I am trying to find a way to assess the relative influence of a model that is a function of four input parameters with distant interactions. The model calculates the number and location of grid cells that burn in a lattice structure on a monthly basis, and the probably of spread is a function of fuel, fuel moisture, topography, and wind direction associated with each cell (Kennedy et al. 2017). All of these metrics change in time and space based on monthly spatial input processed based ecohydrological model responding to prescribed climate sequence. The fire model converts the value of these variables to relative probabilities of fire spread for each day of simulation using methods described in Kennedy et al. 2017, and they can only take on a value from 0 - 1 (they multiply together and have a range of 0 - 1 as well). The fire model outputs data on a monthly basis, and I have 30 replicate simulations, each with 525 years of data accumulated for the climate scenario I am running. My goal is to assess the relative influence imposed by fuel and fuel moisture (both have no interaction with wind direction or topography, however they do interact, and have ulterior influence from the imposed climate and the vegetation) at driving area burned for each fire event.

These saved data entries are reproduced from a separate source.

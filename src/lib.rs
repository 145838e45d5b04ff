//! Typed host/guest calls for WebAssembly modules.
//!
//! The WebAssembly calling convention only carries numbers. wasify passes
//! richer values (bytes, scalars, floats, strings and tuples of them) by
//! writing them into the guest's linear memory and describing each one with
//! a single packed `u64`: an 8-bit type tag, a 32-bit offset and a 24-bit
//! size. A word tagged `255` points at an array of further packed words and
//! carries multiple values.
//!
//! # Quick Start
//!
//! ```ignore
//! use wasify::prelude::*;
//!
//! let runtime = Runtime::new(RuntimeConfig::default())?;
//! let mut module = runtime.create(ModuleConfig::new("myEnv", Wasm::from_file("guest.wasm")?))?;
//!
//! let mut result = module.guest_function("greet").invoke(["wasify"]);
//! if let Some(err) = result.error() {
//!     eprintln!("{err}");
//! }
//! println!("{}", result.read_string_pack(0)?);
//! result.close()?;
//! ```
//!
//! # Modules
//!
//! - [`abi`] - Packed-value codec and typed memory accessor (always available)
//! - [`wasm`] - Guest execution through wasmtime (requires `wasm` feature)
//! - [`manifest`] - TOML module manifests (requires `manifest` feature)
//!
//! # Feature Flags
//!
//! - `wasm` - Enable guest execution through wasmtime (enabled by default)
//! - `logging` - Enable library-level tracing (consumers provide their own subscriber)
//! - `manifest` - Enable TOML module manifests
//! - `cli` - Enable the command-line interface binary
//! - `full` - Enable all features

pub mod abi;
mod logging;
#[cfg(feature = "manifest")]
pub mod manifest;
pub mod prelude;
#[cfg(feature = "wasm")]
pub mod wasm;

mod error;

// Re-export the unified error type
pub use error::{Error, Result};

pub use logging::LogSeverity;

// Re-export ABI types
pub use abi::{
    AbiError, Handle, LinearMemory, Memory, MultiPackedData, PackedData, Value, ValueType,
};

// Re-export WASM types at crate root for convenience
#[cfg(feature = "wasm")]
pub use wasm::{
    GuestFunctionResult, GuestModule, HostFunction, ModuleConfig, Runtime, RuntimeConfig, Wasm,
    WasmError,
};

What is a sound statistical method that I can use to look at the relative influence of these two parameters at the area averaged scale?

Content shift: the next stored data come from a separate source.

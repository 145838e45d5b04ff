//! Host functions registered under the reserved `wasify` namespace.

use super::error::WasmError;
use super::host_function::HostFunction;
use crate::abi::{Memory, MultiPackedData, PackedData, ValueType};
use crate::logging::{LogSeverity, debug, error, info, warn};

/// Import namespace of the built-in host functions.
pub const WASIFY_NAMESPACE: &str = "wasify";

/// The built-in host functions.
///
/// `log(message: string, severity: byte)` routes a guest log line to the
/// host logger.
pub fn default_host_functions() -> Vec<HostFunction> {
    vec![HostFunction::new(
        "log",
        [ValueType::String, ValueType::Byte],
        [],
        guest_log,
    )]
}

fn guest_log(memory: &mut dyn Memory, params: &[PackedData]) -> Result<MultiPackedData, WasmError> {
    let [message, severity] = params else {
        return Err(WasmError::ParamsMismatch {
            function: "log".to_string(),
            expected: 2,
            received: params.len(),
        });
    };
    let message = memory.read_string_pack(*message)?;
    let severity = LogSeverity::from(memory.read_byte_pack(*severity)?);
    emit(severity, &message);
    Ok(MultiPackedData::EMPTY)
}

#[cfg_attr(not(feature = "logging"), allow(unused_variables))]
fn emit(severity: LogSeverity, message: &str) {
    match severity {
        LogSeverity::Debug => {
            debug!(target: "wasify::guest", "{message}");
        }
        LogSeverity::Info => {
            info!(target: "wasify::guest", "{message}");
        }
        LogSeverity::Warning => {
            warn!(target: "wasify::guest", "{message}");
        }
        LogSeverity::Error => {
            error!(target: "wasify::guest", "{message}");
        }
    }
}

#[cfg(test)]
#[allow(clippy::unwrap_used)]
mod tests {
    use super::*;
    use crate::abi::LinearMemory;

    #[test]
    fn test_log_reads_message_and_severity() {
        let mut memory = LinearMemory::new();
        let message = memory.write_string_pack("guest says hi").unwrap();
        let severity = memory.write_byte_pack(LogSeverity::Warning as u8).unwrap();

        let functions = default_host_functions();
        let log = functions.first().unwrap();
        assert_eq!(log.name(), "log");
        assert!(log.results().is_empty());

        let word = log
            .dispatch(&mut memory, &[message.to_wire(), severity.to_wire()])
            .unwrap();
        assert_eq!(word, 0);
        // The bridge leaves the guest's values alone.
        assert_eq!(memory.live_allocations(), 2);
    }

    #[test]
    fn test_log_accepts_every_severity() {
        let log = default_host_functions().remove(0);
        for byte in [0u8, 1, 2, 3, 4, 9] {
            let mut memory = LinearMemory::new();
            let message = memory.write_string_pack("level check").unwrap();
            let severity = memory.write_byte_pack(byte).unwrap();
            let word = log
                .dispatch(&mut memory, &[message.to_wire(), severity.to_wire()])
                .unwrap();
            assert_eq!(word, 0);
        }
    }

    #[test]
    fn test_log_rejects_out_of_range_message() {
        let mut memory = LinearMemory::with_limits(64, 64);
        let message = PackedData::new(ValueType::String, 60, 16).unwrap();
        let severity = PackedData::new(ValueType::Byte, 0, 1).unwrap();
        let log = default_host_functions().remove(0);
        let err = log
            .dispatch(&mut memory, &[message.to_wire(), severity.to_wire()])
            .unwrap_err();
        assert!(err.abi().is_some_and(|e| e.is_out_of_range()));
    }
}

I thought of two methods, but I am not sure they are that best way to go about this.
Method 1: Conduct linear regression and a Mann-Kendall test for the relationship between area burned (sum of grid cells burned for each fire event) and the average averaged fuel content (as probably of spread), as well as area burned and the area average fuel moisture content (as probability of spread). Then take the average of all simulation replicates and compare the results to see which relationship is stronger.

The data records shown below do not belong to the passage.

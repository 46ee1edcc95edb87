//! Symbol universe for multi-symbol runs.
//!
//! Parses symbol lists from configuration and checks that each symbol has
//! bars in the requested window before any simulation starts.

use crate::domain::bar::Bar;
use crate::domain::error::SimError;
use crate::domain::interval::BarInterval;
use crate::ports::data_port::DataPort;
use crate::ports::diagnostic_port::SharedSink;
use chrono::NaiveDate;
use std::collections::HashSet;

const COMPONENT: &str = "universe";

#[derive(Debug, Clone, PartialEq, thiserror::Error)]
pub enum UniverseError {
    #[error("empty token in symbol list")]
    EmptyToken,

    #[error("duplicate symbol: {0}")]
    DuplicateSymbol(String),
}

pub fn parse_symbols(input: &str) -> Result<Vec<String>, UniverseError> {
    let mut symbols = Vec::new();
    let mut seen = HashSet::new();

    for token in input.split(',') {
        let trimmed = token.trim();
        if trimmed.is_empty() {
            return Err(UniverseError::EmptyToken);
        }
        let symbol = trimmed.to_uppercase();
        if !seen.insert(symbol.clone()) {
            return Err(UniverseError::DuplicateSymbol(symbol));
        }
        symbols.push(symbol);
    }

    Ok(symbols)
}

/// A symbol together with the bars fetched for it.
#[derive(Debug, Clone)]
pub struct LoadedSymbol {
    pub symbol: String,
    pub bars: Vec<Bar>,
}

#[derive(Debug, Clone, PartialEq)]
pub struct SkippedSymbol {
    pub symbol: String,
    pub reason: SkipReason,
}

#[derive(Debug, Clone, PartialEq)]
pub enum SkipReason {
    NoData,
    FetchFailed(String),
}

#[derive(Debug, Clone)]
pub struct Universe {
    pub loaded: Vec<LoadedSymbol>,
    pub skipped: Vec<SkippedSymbol>,
}

impl Universe {
    pub fn count(&self) -> usize {
        self.loaded.len()
    }
}

/// Fetch every symbol, skipping those without bars. Fails only when nothing
/// is left to run.
pub fn load_universe(
    data_port: &dyn DataPort,
    symbols: &[String],
    start_date: NaiveDate,
    end_date: NaiveDate,
    interval: BarInterval,
    sink: &SharedSink,
) -> Result<Universe, SimError> {
    let mut loaded = Vec::new();
    let mut skipped = Vec::new();

    for symbol in symbols {
        let reason = match data_port.fetch_bars(symbol, start_date, end_date, interval) {
            Ok(bars) if !bars.is_empty() => {
                sink.info(COMPONENT, &format!("{symbol}: {} bars", bars.len()));
                loaded.push(LoadedSymbol {
                    symbol: symbol.clone(),
                    bars,
                });
                continue;
            }
            Ok(_) => SkipReason::NoData,
            Err(e) => SkipReason::FetchFailed(e.to_string()),
        };

        let detail = match &reason {
            SkipReason::NoData => "no data found".to_string(),
            SkipReason::FetchFailed(e) => e.clone(),
        };
        sink.warn(COMPONENT, &format!("skipping {symbol} ({detail})"));
        skipped.push(SkippedSymbol {
            symbol: symbol.clone(),
            reason,
        });
    }

    if loaded.is_empty() {
        return Err(SimError::EmptyBarStream {
            symbol: symbols.join(","),
        });
    }

    if !skipped.is_empty() {
        sink.info(
            COMPONENT,
            &format!(
                "backtesting {} of {} symbols",
                loaded.len(),
                loaded.len() + skipped.len()
            ),
        );
    }

    Ok(Universe { loaded, skipped })
}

Method 2: Conducted a linear regression and a Mann-Kendall test for the relationship between area burned and the residual of area averaged fuel and fuel moisture (fuel - fuel moisture as probabilities of spread). Then take the average of all simulations and see if a correlation and monotonic trend exists. However, with this method if both fuel or fuel moisture is highly variable, its likely no trend will emerge, or in other words, it may be more suited for a climate scenario when one of the two variables are held constant.
Does anyone have a better idea on how to do this? Any insight is appreciated, so thank you in advance!